Examine each line of the data, and copy the ones containing "Obtained".

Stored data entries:
○ ○ ○ ○ ○ ○ ○

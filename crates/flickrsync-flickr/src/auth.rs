//! OAuth 1.0a authorization flow and token persistence for Flickr
//!
//! Flickr desktop apps use the out-of-band ("oob") variant of OAuth 1.0a:
//!
//! 1. Obtain a request token from `request_token`.
//! 2. Send the user to `authorize`; Flickr shows them a verifier code.
//! 3. Exchange request token + verifier for an access token.
//!
//! The access token never expires and is stored as JSON in the token file.
//!
//! ## Components
//!
//! - [`TokenFileStorage`] - Token file load/store/clear
//! - [`AuthorizationFlow`] - Request-token, authorize-URL and access-token steps
//! - [`check_login`] - Verifies a stored token against `flickr.test.login`

use std::path::{Path, PathBuf};

use anyhow::{bail, Context, Result};
use reqwest::Client;
use serde::Deserialize;
use tracing::{debug, info};

use crate::client::FlickrClient;
use crate::oauth::{ConsumerCredentials, OAuthSigner, OAuthToken};

/// Base URL of the Flickr OAuth endpoints
const OAUTH_BASE_URL: &str = "https://www.flickr.com/services/oauth";

/// Permission requested for the access token; deleting photos needs `delete`
const REQUESTED_PERMS: &str = "delete";

// ============================================================================
// TokenFileStorage
// ============================================================================

/// Stores and retrieves the OAuth access token in a JSON file
///
/// The file holds `{"token": "...", "token_secret": "..."}`. On Unix it is
/// written with mode 0600.
#[derive(Debug, Clone)]
pub struct TokenFileStorage {
    path: PathBuf,
}

impl TokenFileStorage {
    pub fn new(path: impl Into<PathBuf>) -> Self {
        Self { path: path.into() }
    }

    /// Location of the token file
    pub fn path(&self) -> &Path {
        &self.path
    }

    /// Loads the token
    ///
    /// # Returns
    /// `Some(OAuthToken)` if the file exists, `None` if it does not
    pub fn load(&self) -> Result<Option<OAuthToken>> {
        let json = match std::fs::read_to_string(&self.path) {
            Ok(json) => json,
            Err(e) if e.kind() == std::io::ErrorKind::NotFound => {
                debug!(path = %self.path.display(), "No token file");
                return Ok(None);
            }
            Err(e) => {
                return Err(anyhow::Error::new(e).context(format!(
                    "Failed to read token file {}",
                    self.path.display()
                )))
            }
        };

        let token: OAuthToken = serde_json::from_str(&json)
            .with_context(|| format!("Failed to parse token file {}", self.path.display()))?;
        debug!(path = %self.path.display(), "Loaded token file");
        Ok(Some(token))
    }

    /// Writes the token, creating parent directories as needed
    pub fn store(&self, token: &OAuthToken) -> Result<()> {
        if let Some(parent) = self.path.parent() {
            std::fs::create_dir_all(parent).with_context(|| {
                format!("Failed to create token directory {}", parent.display())
            })?;
        }

        let json = serde_json::to_string_pretty(token).context("Failed to serialize token")?;
        std::fs::write(&self.path, json)
            .with_context(|| format!("Failed to write token file {}", self.path.display()))?;

        #[cfg(unix)]
        {
            use std::os::unix::fs::PermissionsExt;
            std::fs::set_permissions(&self.path, std::fs::Permissions::from_mode(0o600))
                .with_context(|| {
                    format!("Failed to restrict token file {}", self.path.display())
                })?;
        }

        info!(path = %self.path.display(), "Stored access token");
        Ok(())
    }

    /// Removes the token file
    ///
    /// # Returns
    /// `true` if a file was removed, `false` if there was none
    pub fn clear(&self) -> Result<bool> {
        match std::fs::remove_file(&self.path) {
            Ok(()) => {
                info!(path = %self.path.display(), "Removed token file");
                Ok(true)
            }
            Err(e) if e.kind() == std::io::ErrorKind::NotFound => Ok(false),
            Err(e) => Err(anyhow::Error::new(e)
                .context(format!("Failed to remove token file {}", self.path.display()))),
        }
    }
}

// ============================================================================
// AuthorizationFlow
// ============================================================================

/// A request token waiting for the user's approval
#[derive(Debug, Clone)]
pub struct PendingAuthorization {
    pub request_token: OAuthToken,
    /// URL the user must open to approve access
    pub authorize_url: String,
}

/// The result of a completed authorization
#[derive(Debug, Clone)]
pub struct AuthorizedAccount {
    pub token: OAuthToken,
    pub user_nsid: Option<String>,
    pub username: Option<String>,
}

/// Drives the three-legged out-of-band OAuth flow
pub struct AuthorizationFlow {
    http: Client,
    signer: OAuthSigner,
    base_url: String,
}

impl AuthorizationFlow {
    /// Creates a flow against the production OAuth endpoints
    pub fn new(consumer: ConsumerCredentials) -> Self {
        Self::with_base_url(consumer, OAUTH_BASE_URL)
    }

    /// Creates a flow against a custom OAuth base URL (useful for testing)
    pub fn with_base_url(consumer: ConsumerCredentials, base_url: impl Into<String>) -> Self {
        Self {
            http: Client::new(),
            signer: OAuthSigner::new(consumer),
            base_url: base_url.into(),
        }
    }

    /// Step 1 and 2: obtains a request token and builds the authorize URL
    pub async fn start(&self) -> Result<PendingAuthorization> {
        let url = format!("{}/request_token", self.base_url);
        let params = vec![("oauth_callback".to_string(), "oob".to_string())];
        let reply = self.signed_get(&url, &params, None).await?;

        let request_token = OAuthToken {
            token: field(&reply, "oauth_token")?,
            token_secret: field(&reply, "oauth_token_secret")?,
        };

        let authorize_url = url::Url::parse_with_params(
            &format!("{}/authorize", self.base_url),
            &[
                ("oauth_token", request_token.token.as_str()),
                ("perms", REQUESTED_PERMS),
            ],
        )
        .context("Failed to build authorize URL")?
        .to_string();

        debug!("Obtained request token");
        Ok(PendingAuthorization {
            request_token,
            authorize_url,
        })
    }

    /// Step 3: exchanges the verifier code shown to the user for an access token
    pub async fn complete(
        &self,
        pending: &PendingAuthorization,
        verifier: &str,
    ) -> Result<AuthorizedAccount> {
        let verifier = verifier.trim();
        if verifier.is_empty() {
            bail!("Verifier code is empty");
        }

        let url = format!("{}/access_token", self.base_url);
        let params = vec![("oauth_verifier".to_string(), verifier.to_string())];
        let reply = self
            .signed_get(&url, &params, Some(&pending.request_token))
            .await?;

        let account = AuthorizedAccount {
            token: OAuthToken {
                token: field(&reply, "oauth_token")?,
                token_secret: field(&reply, "oauth_token_secret")?,
            },
            user_nsid: optional_field(&reply, "user_nsid"),
            username: optional_field(&reply, "username"),
        };

        info!(username = ?account.username, "Obtained access token");
        Ok(account)
    }

    async fn signed_get(
        &self,
        url: &str,
        params: &[(String, String)],
        token: Option<&OAuthToken>,
    ) -> Result<Vec<(String, String)>> {
        let signed = self.signer.signed_params("GET", url, params, token)?;
        let response = self
            .http
            .get(url)
            .query(&signed)
            .send()
            .await
            .with_context(|| format!("Failed to reach {url}"))?;

        let status = response.status();
        let body = response
            .text()
            .await
            .with_context(|| format!("Failed to read reply from {url}"))?;
        if !status.is_success() {
            bail!("{url} returned HTTP {}: {}", status.as_u16(), body.trim());
        }

        Ok(url::form_urlencoded::parse(body.trim().as_bytes())
            .into_owned()
            .collect())
    }
}

fn optional_field(reply: &[(String, String)], key: &str) -> Option<String> {
    reply
        .iter()
        .find(|(k, _)| k == key)
        .map(|(_, v)| v.clone())
}

fn field(reply: &[(String, String)], key: &str) -> Result<String> {
    optional_field(reply, key).with_context(|| format!("OAuth reply is missing '{key}'"))
}

// ============================================================================
// Token check
// ============================================================================

/// The account an access token belongs to
#[derive(Debug, Clone, PartialEq, Eq)]
pub struct FlickrUser {
    pub id: String,
    pub username: String,
}

#[derive(Debug, Deserialize)]
struct TestLoginResponse {
    user: TestLoginUser,
}

#[derive(Debug, Deserialize)]
struct TestLoginUser {
    id: String,
    username: Content,
}

#[derive(Debug, Deserialize)]
struct Content {
    #[serde(rename = "_content")]
    content: String,
}

/// Verifies the client's token with `flickr.test.login`
pub async fn check_login(client: &FlickrClient) -> Result<FlickrUser> {
    let reply = client
        .call("flickr.test.login", &[])
        .await
        .context("Token check failed")?;
    let parsed: TestLoginResponse =
        serde_json::from_value(reply).context("Unexpected flickr.test.login reply")?;

    Ok(FlickrUser {
        id: parsed.user.id,
        username: parsed.user.username.content,
    })
}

○ ○ ○ ○ ○ ○ ○

Response for this exercise >>
        debug!("Obtained request token");
        info!(username = ?account.username, "Obtained access token");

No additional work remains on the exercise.